- Promotional poster
- Directed by: Ganesh Chandrasekhar
- Produced by: Ganesh Chandrasekhar
- Starring: Ganesh Chandrasekhar; Ksenya Panferova; Yogiram; Sree Ramya;
- Cinematography: Harish Jinde
- Edited by: Ananth
- Music by: L. V. Muthu Ganesh
- Release date: 18 November 2022;
- Running time: 110 minutes
- Country: India
- Language: Tamil

= Gingee (film) =

2022 Tamil language drama film

Gingee is a 2022 Indian Tamil-language drama film directed and produced by Ganesh Chandrasekhar.
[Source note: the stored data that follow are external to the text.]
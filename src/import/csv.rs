use crate::constants::{ANONYMOUS_AUTHOR, DEFAULT_STATUS};
use crate::error::ParseError;
use crate::models::{LatLng, Priority, Report};
use crate::time::parse_report_date;
use chrono::NaiveDate;
use std::collections::HashMap;

/// Position of the record splitter relative to the current field
#[derive(Debug, Clone, Copy, PartialEq, Eq)]
enum FieldState {
    /// Nothing but whitespace read for this field yet
    StartOfField,
    Unquoted,
    Quoted,
    /// A quote was read inside a quoted field: either an escaped `""` or the closing quote
    QuoteInQuoted,
}

/// Splits CSV text into records of trimmed fields.
///
/// Quoted fields may contain commas, newlines and doubled quotes. A quote in
/// the middle of an unquoted field is kept as a literal character.
#[derive(Debug)]
struct RecordSplitter {
    state: FieldState,
    field: String,
    record: Vec<String>,
}

impl RecordSplitter {
    fn new() -> Self {
        Self {
            state: FieldState::StartOfField,
            field: String::new(),
            record: Vec::new(),
        }
    }

    fn end_field(&mut self) {
        self.record.push(self.field.trim().to_string());
        self.field.clear();
        self.state = FieldState::StartOfField;
    }

    fn end_record(&mut self) -> Vec<String> {
        self.end_field();
        std::mem::take(&mut self.record)
    }

    /// Feed one character; returns a record when `c` completes one
    fn push(&mut self, c: char) -> Option<Vec<String>> {
        match (self.state, c) {
            (FieldState::Quoted, '"') => self.state = FieldState::QuoteInQuoted,
            (FieldState::Quoted, _) => self.field.push(c),
            (FieldState::QuoteInQuoted, '"') => {
                self.field.push('"');
                self.state = FieldState::Quoted;
            }
            (_, ',') => self.end_field(),
            (_, '\n') => return Some(self.end_record()),
            (_, '\r') => {}
            (FieldState::StartOfField, '"') => self.state = FieldState::Quoted,
            (FieldState::StartOfField, c) if c.is_whitespace() => {}
            (FieldState::StartOfField | FieldState::Unquoted | FieldState::QuoteInQuoted, c) => {
                self.field.push(c);
                self.state = FieldState::Unquoted;
            }
        }
        None
    }

    fn finish(mut self) -> Option<Vec<String>> {
        if self.record.is_empty() && self.field.is_empty() && self.state == FieldState::StartOfField {
            return None;
        }
        Some(self.end_record())
    }
}

fn is_blank(record: &[String]) -> bool {
    record.iter().all(String::is_empty)
}

/// Split a single CSV line into trimmed fields
#[must_use]
pub fn split_csv_record(line: &str) -> Vec<String> {
    let mut splitter = RecordSplitter::new();
    for c in line.chars() {
        if let Some(record) = splitter.push(c) {
            return record;
        }
    }
    splitter.finish().unwrap_or_else(|| vec![String::new()])
}

/// Split CSV text into records of trimmed fields, skipping blank lines.
/// Records may differ in length.
#[must_use]
pub fn parse_csv_records(text: &str) -> Vec<Vec<String>> {
    let mut reader = csv::ReaderBuilder::new()
        .has_headers(false)
        .flexible(true)
        .trim(csv::Trim::All)
        .from_reader(text.trim_start_matches('\u{feff}').as_bytes());

    reader
        .records()
        .filter_map(|record| match record {
            Ok(record) => Some(record.iter().map(ToString::to_string).collect::<Vec<_>>()),
            Err(e) => {
                leptos::logging::warn!("Unreadable CSV record skipped: {e}");
                None
            }
        })
        .filter(|record| !is_blank(record))
        .collect()
}

#[derive(Debug, Clone, Copy, PartialEq, Eq, Hash)]
pub enum ReportColumn {
    Author,
    ProblemType,
    Description,
    Address,
    /// Combined `"lat,lng"` cell
    Coordinates,
    Latitude,
    Longitude,
    Date,
    Status,
}

impl ReportColumn {
    /// Recognise a header cell (Spanish or English, case-insensitive)
    #[must_use]
    pub fn from_header(header: &str) -> Option<Self> {
        let column = match header.trim().to_lowercase().as_str() {
            "nombre" | "name" | "reportado por" | "autor" | "author" => Self::Author,
            "tipo" | "tipo de problema" | "type" | "problem type" => Self::ProblemType,
            "descripción" | "descripcion" | "description" => Self::Description,
            "dirección" | "direccion" | "address" => Self::Address,
            "coordenadas" | "coordinates" | "ubicación" | "ubicacion" => Self::Coordinates,
            "lat" | "latitud" | "latitude" => Self::Latitude,
            "lng" | "lon" | "longitud" | "longitude" => Self::Longitude,
            "fecha" | "date" | "timestamp" | "marca temporal" => Self::Date,
            "estado" | "status" => Self::Status,
            _ => return None,
        };
        Some(column)
    }
}

/// Where each report field lives in a CSV record
#[derive(Debug, Clone, PartialEq, Eq)]
pub struct ReportLayout {
    columns: HashMap<ReportColumn, usize>,
    /// Records shorter than this are rejected outright
    min_fields: usize,
}

impl ReportLayout {
    /// `nombre, tipo, descripcion, direccion, coordenadas, fecha[, estado]`
    #[must_use]
    pub fn positional() -> Self {
        let columns = [
            ReportColumn::Author,
            ReportColumn::ProblemType,
            ReportColumn::Description,
            ReportColumn::Address,
            ReportColumn::Coordinates,
            ReportColumn::Date,
            ReportColumn::Status,
        ]
        .into_iter()
        .enumerate()
        .map(|(index, column)| (column, index))
        .collect();
        Self { columns, min_fields: 6 }
    }

    /// Resolve columns by name. `None` unless the header names a type column
    /// and a location (combined, or separate latitude and longitude).
    #[must_use]
    pub fn from_header(header: &[String]) -> Option<Self> {
        let mut columns = HashMap::new();
        for (index, cell) in header.iter().enumerate() {
            if let Some(column) = ReportColumn::from_header(cell) {
                columns.entry(column).or_insert(index);
            }
        }
        let has_location = columns.contains_key(&ReportColumn::Coordinates)
            || (columns.contains_key(&ReportColumn::Latitude) && columns.contains_key(&ReportColumn::Longitude));
        if !columns.contains_key(&ReportColumn::ProblemType) || !has_location {
            return None;
        }
        Some(Self { columns, min_fields: 0 })
    }

    fn get<'a>(&self, record: &'a [String], column: ReportColumn) -> &'a str {
        self.columns
            .get(&column)
            .and_then(|&index| record.get(index))
            .map_or("", String::as_str)
    }

    fn location(&self, record: &[String]) -> Option<LatLng> {
        let (lat, lng) = if self.columns.contains_key(&ReportColumn::Coordinates)
            && !self.get(record, ReportColumn::Coordinates).is_empty()
        {
            let (lat, lng) = self.get(record, ReportColumn::Coordinates).split_once(',')?;
            (lat.trim().parse::<f64>().ok()?, lng.trim().parse::<f64>().ok()?)
        } else {
            (
                self.get(record, ReportColumn::Latitude).parse::<f64>().ok()?,
                self.get(record, ReportColumn::Longitude).parse::<f64>().ok()?,
            )
        };
        LatLng { lat, lng }.validated().ok()
    }

    /// Decode one data record. `row` is the 1-based line number used in errors.
    ///
    /// # Errors
    ///
    /// Returns `CsvRow` for short records, a missing type or an invalid location
    pub fn decode(&self, row: usize, record: &[String], today: NaiveDate) -> Result<Report, ParseError> {
        let invalid = |reason: &str| ParseError::CsvRow { row, reason: reason.to_string() };

        if record.len() < self.min_fields {
            return Err(invalid("faltan columnas"));
        }
        let problem_type = self.get(record, ReportColumn::ProblemType);
        if problem_type.is_empty() {
            return Err(invalid("falta el tipo de problema"));
        }
        let location = self.location(record).ok_or_else(|| invalid("coordenadas inválidas"))?;

        let raw_date = self.get(record, ReportColumn::Date).to_string();
        let date = parse_report_date(&raw_date);
        let author = self.get(record, ReportColumn::Author);
        let status = self.get(record, ReportColumn::Status);

        let mut report = Report {
            author: if author.is_empty() { ANONYMOUS_AUTHOR } else { author }.to_string(),
            problem_type: problem_type.to_string(),
            description: self.get(record, ReportColumn::Description).to_string(),
            address: self.get(record, ReportColumn::Address).to_string(),
            location,
            date,
            raw_date,
            status: if status.is_empty() { DEFAULT_STATUS } else { status }.to_string(),
            days_since: 0,
            priority: Priority::Low,
        };
        report.refresh_age(today);
        Ok(report)
    }
}

#[derive(Debug, Clone, Default, PartialEq)]
pub struct ParsedReports {
    pub reports: Vec<Report>,
    /// Rows that were dropped, with the reason
    pub skipped: Vec<ParseError>,
}

/// Decode a report spreadsheet export.
///
/// The first record is always treated as a header. Rows without a type or a
/// valid coordinate pair are dropped and logged; they never fail the whole load.
#[must_use]
pub fn parse_reports(text: &str, today: NaiveDate) -> ParsedReports {
    let mut records = parse_csv_records(text).into_iter();
    let Some(header) = records.next() else {
        return ParsedReports::default();
    };
    let layout = ReportLayout::from_header(&header).unwrap_or_else(ReportLayout::positional);

    let mut parsed = ParsedReports::default();
    for (offset, record) in records.enumerate() {
        match layout.decode(offset + 2, &record, today) {
            Ok(report) => parsed.reports.push(report),
            Err(e) => {
                leptos::logging::warn!("Invalid report skipped: {e}");
                parsed.skipped.push(e);
            }
        }
    }
    parsed
}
He stars in the lead role alongside Ksenya Panferova, Yogiram and Sree Ramya. It was released on 18 November 2022.

==Cast==
- Ganesh Chandrasekhar as Jack
- Ksenya Panferova as Sofia
- Yogiram
- Sree Ramya as Aishwarya
- Shyju Kallara
- Sujatha Doraimanickam
- Dheekshanya
- Sai Srinivasan
- Vidhesh Anand
- Sanjay
- Darshan Kumar

==Production==
The film's team held a music launch event in July 2022.

==Reception==
The film was released on 18 November 2022 across Tamil Nadu. A critic from Maalai Malar criticised the film's staging. A reviewer from Dina Thanthi suggested that the film looked "amateur", while the critic from Dina Malar also gave the film a negative review.